---- Source information

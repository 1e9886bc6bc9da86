//! Backend error types.
//!
//! Two distinct failure channels exist: [`TransportError`] is returned when a
//! call never produced a response, while [`ErrorBody`] is the structured
//! error a backend reports inside an otherwise well-formed response.

use std::fmt;

use miette::Diagnostic;
use serde::{Deserialize, Serialize};
use thiserror::Error;

/// Failures raised by the call itself, before a response envelope exists.
#[derive(Error, Diagnostic, Debug)]
pub enum TransportError {
    #[error("Failed to connect to backend")]
    #[diagnostic(
        code(tablerepo::backend::connection_failed),
        help("Is the backend reachable? Check --url or the TABLEREPO_URL environment variable.")
    )]
    ConnectionFailed {
        #[source]
        source: Box<dyn std::error::Error + Send + Sync>,
    },

    #[error("Invalid response from backend: {message}")]
    #[diagnostic(code(tablerepo::backend::invalid_response))]
    InvalidResponse { message: String },

    #[error("Request failed: {message}")]
    #[diagnostic(code(tablerepo::backend::request))]
    Request { message: String },
}

#[cfg(feature = "rest")]
impl From<reqwest::Error> for TransportError {
    fn from(e: reqwest::Error) -> Self {
        if e.is_connect() || e.is_timeout() {
            TransportError::ConnectionFailed {
                source: Box::new(e),
            }
        } else if e.is_decode() {
            TransportError::InvalidResponse {
                message: e.to_string(),
            }
        } else {
            TransportError::Request {
                message: e.to_string(),
            }
        }
    }
}

impl From<serde_json::Error> for TransportError {
    fn from(e: serde_json::Error) -> Self {
        TransportError::InvalidResponse {
            message: e.to_string(),
        }
    }
}

/// Result type for backend calls.
pub type TransportResult<T> = Result<T, TransportError>;

/// Structured error reported by the backend.
///
/// Field names follow the PostgREST error payload.
#[derive(Debug, Clone, PartialEq, Eq, Serialize, Deserialize)]
pub struct ErrorBody {
    pub message: String,
    #[serde(default, skip_serializing_if = "Option::is_none")]
    pub code: Option<String>,
    #[serde(default, skip_serializing_if = "Option::is_none")]
    pub details: Option<String>,
    #[serde(default, skip_serializing_if = "Option::is_none")]
    pub hint: Option<String>,
}

impl ErrorBody {
    pub fn new(message: impl Into<String>) -> Self {
        Self {
            message: message.into(),
            code: None,
            details: None,
            hint: None,
        }
    }

    pub fn with_code(mut self, code: impl Into<String>) -> Self {
        self.code = Some(code.into());
        self
    }
}

impl fmt::Display for ErrorBody {
    fn fmt(&self, f: &mut fmt::Formatter<'_>) -> fmt::Result {
        f.write_str(&self.message)
    }
}
//! Column selection and row filters understood by every backend.

use std::fmt;

use serde_json::Value;

/// Columns to return from a select.
#[derive(Debug, Clone, PartialEq, Eq, Default)]
pub enum Columns {
    #[default]
    All,
    List(Vec<String>),
}

impl Columns {
    /// Select-list expression, `*` for all columns.
    pub fn as_select(&self) -> String {
        match self {
            Columns::All => "*".to_string(),
            Columns::List(cols) if cols.is_empty() => "*".to_string(),
            Columns::List(cols) => cols.join(","),
        }
    }
}

impl fmt::Display for Columns {
    fn fmt(&self, f: &mut fmt::Formatter<'_>) -> fmt::Result {
        f.write_str(&self.as_select())
    }
}

/// Row filter. Only equality and set membership are supported.
#[derive(Debug, Clone, PartialEq)]
pub enum Filter {
    Eq { column: String, value: Value },
    In { column: String, values: Vec<Value> },
}

impl Filter {
    pub fn eq(column: impl Into<String>, value: impl Into<Value>) -> Self {
        Filter::Eq {
            column: column.into(),
            value: value.into(),
        }
    }

    pub fn is_in<I, V>(column: impl Into<String>, values: I) -> Self
    where
        I: IntoIterator<Item = V>,
        V: Into<Value>,
    {
        Filter::In {
            column: column.into(),
            values: values.into_iter().map(Into::into).collect(),
        }
    }

    pub fn column(&self) -> &str {
        match self {
            Filter::Eq { column, .. } | Filter::In { column, .. } => column,
        }
    }

    /// Whether `row` satisfies this filter. Missing columns never match.
    pub fn matches(&self, row: &Value) -> bool {
        let Some(field) = row.get(self.column()) else {
            return false;
        };
        match self {
            Filter::Eq { value, .. } => field == value,
            Filter::In { values, .. } => values.iter().any(|v| v == field),
        }
    }
}
//! Camera system

use glam::{Mat4, Vec3, Vec4};

/// Perspective camera driven by an externally supplied view matrix
#[derive(Debug, Clone, PartialEq)]
pub struct Camera {
    view: Mat4,
    fov_y: f32,
    aspect: f32,
    near: f32,
    far: f32,
}

impl Default for Camera {
    fn default() -> Self {
        Self {
            view: Mat4::look_at_rh(Vec3::new(0.0, 2.0, 5.0), Vec3::ZERO, Vec3::Y),
            fov_y: std::f32::consts::FRAC_PI_4, // 45 degrees
            aspect: 16.0 / 9.0,
            near: 0.1,
            far: 1000.0,
        }
    }
}

impl Camera {
    pub fn new(fov_y_degrees: f32, aspect: f32, near: f32, far: f32) -> Self {
        let mut camera = Self {
            aspect,
            ..Default::default()
        };
        camera.set_projection(fov_y_degrees, near, far);
        camera
    }

    pub fn set_view_matrix(&mut self, view: Mat4) {
        self.view = view;
    }

    /// Set field of view (degrees) and depth range.
    ///
    /// Depths are clamped so that `0 < near < far`.
    pub fn set_projection(&mut self, fov_y_degrees: f32, near: f32, far: f32) {
        let (clamped_near, clamped_far) = clamp_depth_range(near, far);
        if clamped_near != near || clamped_far != far {
            log::warn!(
                "Camera depth range {}..{} clamped to {}..{}",
                near,
                far,
                clamped_near,
                clamped_far
            );
        }
        self.fov_y = fov_y_degrees.clamp(1.0, 179.0).to_radians();
        self.near = clamped_near;
        self.far = clamped_far;
    }

    pub fn set_aspect(&mut self, width: f32, height: f32) {
        if width > 0.0 && height > 0.0 {
            self.aspect = width / height;
        }
    }

    pub fn fov_y(&self) -> f32 {
        self.fov_y
    }

    pub fn aspect(&self) -> f32 {
        self.aspect
    }

    pub fn near(&self) -> f32 {
        self.near
    }

    pub fn far(&self) -> f32 {
        self.far
    }

    pub fn view_matrix(&self) -> Mat4 {
        self.view
    }

    pub fn projection_matrix(&self) -> Mat4 {
        Mat4::perspective_rh(self.fov_y, self.aspect, self.near, self.far)
    }

    pub fn view_projection_matrix(&self) -> Mat4 {
        self.projection_matrix() * self.view
    }

    /// World-space eye position, recovered from the inverse view matrix
    pub fn location(&self) -> Vec3 {
        self.view.inverse().w_axis.truncate()
    }

    /// World-space viewing direction (view-space -Z)
    pub fn direction(&self) -> Vec3 {
        (-self.view.inverse().z_axis.truncate()).normalize_or_zero()
    }

    /// World-space corners of the frustum slice between two view depths.
    ///
    /// The first four corners lie on the `near` plane, the last four on `far`.
    pub fn frustum_corners(&self, near: f32, far: f32) -> [Vec3; 8] {
        let projection = Mat4::perspective_rh(self.fov_y, self.aspect, near, far);
        let inverse = (projection * self.view).inverse();

        let mut corners = [Vec3::ZERO; 8];
        let mut i = 0;
        for z in [0.0, 1.0] {
            for y in [-1.0, 1.0] {
                for x in [-1.0, 1.0] {
                    let p = inverse * Vec4::new(x, y, z, 1.0);
                    corners[i] = p.truncate() / p.w;
                    i += 1;
                }
            }
        }
        corners
    }

    /// Split distances for `count` shadow cascades, see [`cascade_borders`]
    pub fn cascade_borders(&self, count: usize, lambda: f32) -> Vec<f32> {
        cascade_borders(self.near, self.far, count, lambda)
    }
}

/// Smallest near plane distance a camera accepts
const MIN_NEAR: f32 = 1e-4;

/// Clamp a depth range so that `0 < near < far`
fn clamp_depth_range(near: f32, far: f32) -> (f32, f32) {
    let near = near.max(MIN_NEAR);
    (near, far.max(near * 1.001))
}

/// Split `[near, far]` into `count` cascades.
///
/// Each border blends the logarithmic split `near * (far / near)^(i / count)`
/// with the linear split by `lambda` (1.0 is purely logarithmic). The result
/// has `count + 1` strictly increasing entries with the endpoints pinned to
/// `near` and `far`. The range is clamped like [`Camera::set_projection`]
/// does, so a zero or negative `near` still gives finite borders.
pub fn cascade_borders(near: f32, far: f32, count: usize, lambda: f32) -> Vec<f32> {
    let (near, far) = clamp_depth_range(near, far);
    let count = count.max(1);
    let lambda = lambda.clamp(0.0, 1.0);
    let ratio = far / near;

    let mut borders: Vec<f32> = (0..=count)
        .map(|i| {
            let t = i as f32 / count as f32;
            let logarithmic = near * ratio.powf(t);
            let linear = near + (far - near) * t;
            lambda * logarithmic + (1.0 - lambda) * linear
        })
        .collect();

    borders[0] = near;
    borders[count] = far;
    borders
}

#[cfg(test)]
mod tests {
    use super::*;

    #[test]
    fn location_and_direction_invert_the_view() {
        let mut camera = Camera::default();
        let eye = Vec3::new(3.0, 4.0, -2.0);
        camera.set_view_matrix(Mat4::look_at_rh(eye, eye + Vec3::X, Vec3::Y));

        assert!(camera.location().abs_diff_eq(eye, 1e-4));
        assert!(camera.direction().abs_diff_eq(Vec3::X, 1e-4));
    }

    #[test]
    fn cascade_borders_are_pinned_and_increasing() {
        for lambda in [0.0, 0.5, 0.75, 1.0] {
            let borders = cascade_borders(0.1, 500.0, 4, lambda);
            assert_eq!(borders.len(), 5);
            assert_eq!(borders[0], 0.1);
            assert_eq!(borders[4], 500.0);
            assert!(borders.windows(2).all(|w| w[0] < w[1]), "{borders:?}");
        }
    }

    #[test]
    fn cascade_borders_survive_a_degenerate_range() {
        for (near, far) in [(0.0, 100.0), (-1.0, 100.0), (0.5, 0.5), (2.0, 1.0)] {
            let borders = cascade_borders(near, far, 4, 1.0);
            assert_eq!(borders.len(), 5);
            assert!(borders.iter().all(|b| b.is_finite() && *b > 0.0), "{:?}", borders);
            assert!(borders.windows(2).all(|w| w[0] < w[1]), "{:?}", borders);
        }
    }

    #[test]
    fn logarithmic_split_favours_the_camera() {
        let log = cascade_borders(1.0, 1000.0, 3, 1.0);
        let linear = cascade_borders(1.0, 1000.0, 3, 0.0);
        assert!((log[1] - 10.0).abs() < 1e-3);
        assert!((log[2] - 100.0).abs() < 1e-2);
        assert!(log[1] < linear[1]);
    }

    #[test]
    fn frustum_corners_sit_on_requested_planes() {
        let camera = Camera::new(60.0, 1.0, 0.5, 100.0);
        let corners = camera.frustum_corners(2.0, 10.0);
        let eye = camera.location();
        let dir = camera.direction();
        for corner in &corners[..4] {
            assert!(((*corner - eye).dot(dir) - 2.0).abs() < 1e-3);
        }
        for corner in &corners[4..] {
            assert!(((*corner - eye).dot(dir) - 10.0).abs() < 1e-2);
        }
    }

    #[test]
    fn degenerate_depth_range_is_clamped() {
        let camera = Camera::new(45.0, 1.0, 0.0, 0.0);
        assert!(camera.near() > 0.0);
        assert!(camera.far() > camera.near());
    }
}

--------

_Exercise details_. Show each line of the material that includes the word "else".

_Written answer_.
        } else if e.is_decode() {
        } else {
        let Some(field) = row.get(self.column()) else {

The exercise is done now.